Matte Painting
Als Matte Paintings bezeichnet man starre Hintergrundbilder, die zur Vervollständigung von Filmaufnahmen verwendet werden. Die Herstellung dieser handgefertigten Malereien ist in vielen Fällen kostengünstiger und weniger zeitaufwändig als der Bau größerer Kulissen oder der Einsatz von umfassenden 3D-Computermodellen. Sie können sowohl von Hand auf Glasflächen gemalt oder digital erstellt werden, und wurden seit dem Beginn des 20. Jahrhunderts in verschiedener Gestalt für zahlreiche Filme eingesetzt.
Klassisches Matte Painting[Bearbeiten]
Bereits zur Zeit der Schwarzweiß-Filme setzte man auf bemalte Glasflächen, die abgelichtet und mit dem zuvor erstellten Filmmaterial zusammengeführt wurden. Als Vater dieser Filmtechnik gilt der Fotograf und Regisseur Norman Dawn, sein erster Film California Missions aus dem Jahre 1907 ist somit auch der erste in dem jemals Matte Paintings verwendet wurden. Mit der Zeit mehr und mehr perfektioniert, konnten mithilfe dieser Technik in den folgenden Jahrzehnten Zeit und Geld für die Herstellung von Sets oder die Umgestaltung realer Drehorte eingespart werden. Auch nicht existierende Schauplätze konnten so mit großer Freiheit gestaltet werden. Vor dem Aufkommen der Computergrafik in der Filmbranche (computer generated imagery, CGI) gab es zur Verwendung von Matte Paintings in diesem Punkt kaum Alternativen. Bis hin zu den Indiana Jones-Filmen blieb diese Technik daher ein grundlegendes Werkzeug für die Filmproduktion, weshalb Firmen wie beispielsweise Industrial Light and Magic ihre eigenen Abteilungen hierfür unterhielten. Die für diese Arbeit benötigten Künstler mussten in ihren Werken Objekte und Landschaften nahezu perfekt wiedergeben oder auch glaubhaft neu erschaffen können. Wichtig für den Einsatz dieser Gemälde war die Planung des Inhalts und des Aufbaus.

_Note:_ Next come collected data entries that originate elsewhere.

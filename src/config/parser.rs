use crate::config::types::Config;
use crate::config::validation::validate;
use crate::ConfigError;
use sha2::{Digest, Sha256};
use std::path::Path;

/// Loads and parses a configuration file from the given path
///
/// # Arguments
///
/// * `path` - Path to the TOML configuration file
///
/// # Returns
///
/// * `Ok(Config)` - Successfully loaded and validated configuration
/// * `Err(ConfigError)` - Failed to load, parse, or validate the configuration
pub fn load_config(path: &Path) -> Result<Config, ConfigError> {
    let content = std::fs::read_to_string(path)?;
    let config: Config = toml::from_str(&content)?;
    validate(&config)?;
    Ok(config)
}

/// Computes a SHA-256 hash of the configuration file content
///
/// The hash is stored with every run so the loaded rows can be traced
/// back to the settings that produced them.
pub fn compute_config_hash(path: &Path) -> Result<String, ConfigError> {
    let content = std::fs::read_to_string(path)?;
    let mut hasher = Sha256::new();
    hasher.update(content.as_bytes());
    Ok(hex::encode(hasher.finalize()))
}

/// Loads a configuration and returns both the config and its hash
pub fn load_config_with_hash(path: &Path) -> Result<(Config, String), ConfigError> {
    let config = load_config(path)?;
    let hash = compute_config_hash(path)?;
    Ok((config, hash))
}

Besondere Aufmerksamkeit galt dabei der Wahrnehmung des Zuschauers, dessen Augen durch die Komposition und die Helligkeitsverteilung gezielt zu den entscheidenden Inhalten des Bildes und den eingefügten Filmszenen geführt werden sollte. Die Bildaussage musste zudem schnell erkenntlich sein, da die meisten Matte Paintings weniger als zehn Sekunden im Film zu sehen waren. Je später der nächste Schnitt folgt, desto eher wird dem Zuschauer bewusst, dass es sich um eine gemalte Umgebung handelt. Auch viele Schauplätze der Klassischen Trilogie von Star Wars wurden mittels Matte Painting umgesetzt, darunter die Landschaften von Planeten wie Tatooine oder Yavin IV und die verschiedenen großräumigen Hangars.

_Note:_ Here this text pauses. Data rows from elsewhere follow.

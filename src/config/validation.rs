use crate::config::types::{Config, DatabaseConfig, FetcherConfig, SiteConfig};
use crate::ConfigError;
use url::Url;

/// Proxy schemes reqwest can route through
const PROXY_SCHEMES: [&str; 3] = ["http", "https", "socks5"];

/// Validates the entire configuration
pub fn validate(config: &Config) -> Result<(), ConfigError> {
    validate_site_config(&config.site)?;
    validate_fetcher_config(&config.fetcher)?;
    validate_database_config(&config.database)?;
    Ok(())
}

/// Validates the harvested site and its seed pages
fn validate_site_config(config: &SiteConfig) -> Result<(), ConfigError> {
    validate_domain_string(&config.allowed_domain)?;

    for (label, seed) in [
        ("course-seed", &config.course_seed),
        ("subject-area-seed", &config.subject_area_seed),
    ] {
        let url = Url::parse(seed)
            .map_err(|e| ConfigError::InvalidUrl(format!("Invalid {} '{}': {}", label, seed, e)))?;

        if url.scheme() != "http" && url.scheme() != "https" {
            return Err(ConfigError::Validation(format!(
                "{} '{}' must use HTTP or HTTPS",
                label, seed
            )));
        }

        let host = url.host_str().unwrap_or_default().to_lowercase();
        if host != config.allowed_domain.to_lowercase() {
            return Err(ConfigError::Validation(format!(
                "{} '{}' is outside the allowed domain '{}'",
                label, seed, config.allowed_domain
            )));
        }
    }

    Ok(())
}

/// Validates request pacing and the proxy list
fn validate_fetcher_config(config: &FetcherConfig) -> Result<(), ConfigError> {
    if config.base_delay_ms < 100 {
        return Err(ConfigError::Validation(format!(
            "base-delay-ms must be >= 100ms, got {}ms",
            config.base_delay_ms
        )));
    }

    if config.timeout_secs < 1 {
        return Err(ConfigError::Validation(
            "timeout-secs must be >= 1".to_string(),
        ));
    }

    if config.user_agent.trim().is_empty() {
        return Err(ConfigError::Validation(
            "user-agent cannot be empty".to_string(),
        ));
    }

    for proxy in &config.proxies {
        validate_proxy(proxy)?;
    }

    Ok(())
}

/// Validates a single upstream proxy address (scheme://host:port)
fn validate_proxy(proxy: &str) -> Result<(), ConfigError> {
    let url = Url::parse(proxy)
        .map_err(|e| ConfigError::InvalidUrl(format!("Invalid proxy '{}': {}", proxy, e)))?;

    if !PROXY_SCHEMES.contains(&url.scheme()) {
        return Err(ConfigError::Validation(format!(
            "Proxy '{}' must use one of {:?}",
            proxy, PROXY_SCHEMES
        )));
    }

    if url.host_str().is_none() || url.port_or_known_default().is_none() {
        return Err(ConfigError::Validation(format!(
            "Proxy '{}' must name a host and port",
            proxy
        )));
    }

    Ok(())
}

/// Validates table names and connection pool limits
fn validate_database_config(config: &DatabaseConfig) -> Result<(), ConfigError> {
    if config.path.is_empty() {
        return Err(ConfigError::Validation(
            "database path cannot be empty".to_string(),
        ));
    }

    for table in [&config.course_table, &config.program_table] {
        if !is_sql_identifier(table) {
            return Err(ConfigError::Validation(format!(
                "Table name '{}' must be a plain SQL identifier",
                table
            )));
        }
    }

    if config.course_table.eq_ignore_ascii_case(&config.program_table) {
        return Err(ConfigError::Validation(
            "course-table and program-table must differ".to_string(),
        ));
    }

    if config.max_open < 1 {
        return Err(ConfigError::Validation(format!(
            "max-open must be >= 1, got {}",
            config.max_open
        )));
    }

    if config.max_idle > config.max_open {
        return Err(ConfigError::Validation(format!(
            "max-idle ({}) cannot exceed max-open ({})",
            config.max_idle, config.max_open
        )));
    }

    Ok(())
}

/// Returns true for `[A-Za-z_][A-Za-z0-9_]*`
///
/// Table names are interpolated into SQL, so nothing else is accepted.
pub fn is_sql_identifier(name: &str) -> bool {
    let mut chars = name.chars();
    match chars.next() {
        Some(c) if c.is_ascii_alphabetic() || c == '_' => {}
        _ => return false,
    }
    chars.all(|c| c.is_ascii_alphanumeric() || c == '_')
}

/// Validates a domain string
fn validate_domain_string(domain: &str) -> Result<(), ConfigError> {
    if domain.is_empty() {
        return Err(ConfigError::Validation(
            "allowed-domain cannot be empty".to_string(),
        ));
    }

    if !domain
        .chars()
        .all(|c| c.is_alphanumeric() || c == '.' || c == '-')
    {
        return Err(ConfigError::Validation(format!(
            "Domain '{}' contains invalid characters",
            domain
        )));
    }

    if domain.starts_with('.')
        || domain.ends_with('.')
        || domain.starts_with('-')
        || domain.ends_with('-')
    {
        return Err(ConfigError::Validation(format!(
            "Domain '{}' cannot start or end with '.' or '-'",
            domain
        )));
    }

    if domain.contains("..") {
        return Err(ConfigError::Validation(format!(
            "Domain '{}' cannot contain consecutive dots",
            domain
        )));
    }

    Ok(())
}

Technische Anwendung[Bearbeiten]
Die Anwendung der klassischen Matte Paintings erfolgte auf verschiedene Weise. Die älteste davon, die sogenannte Rückprojektion (rear projection), wird mithilfe eines Filmprojektors durchgeführt, der hinter der bemalten Bildfläche platziert wird. Ein transparentes Stück Kunststoff hinter einer nicht bemalten Aussparung auf dieser Fläche dient ihm als Leinwand, auf den die zuvor mit Schauspielern gefilmte Szene projiziert wird. Vor der Bildebene befindet sich nun die Kamera, die sowohl das Matte Painting als auch die hereinprojizierte Filmsequenz aufnimmt. Auch die Verwendung mehrerer Projektoren und Kunststoffleinwände ist möglich, so wurden für Aufnahmen des Ewok-Dorfes in Die Rückkehr der Jedi-Ritter zwölf verschiedene Szenen des Lebens im Dorf mit eingefügt. Da nicht beliebig viele Projektoren gleichzeitig eingesetzt werden können, müssen unter Umständen mehrere Durchgänge gefahren werden.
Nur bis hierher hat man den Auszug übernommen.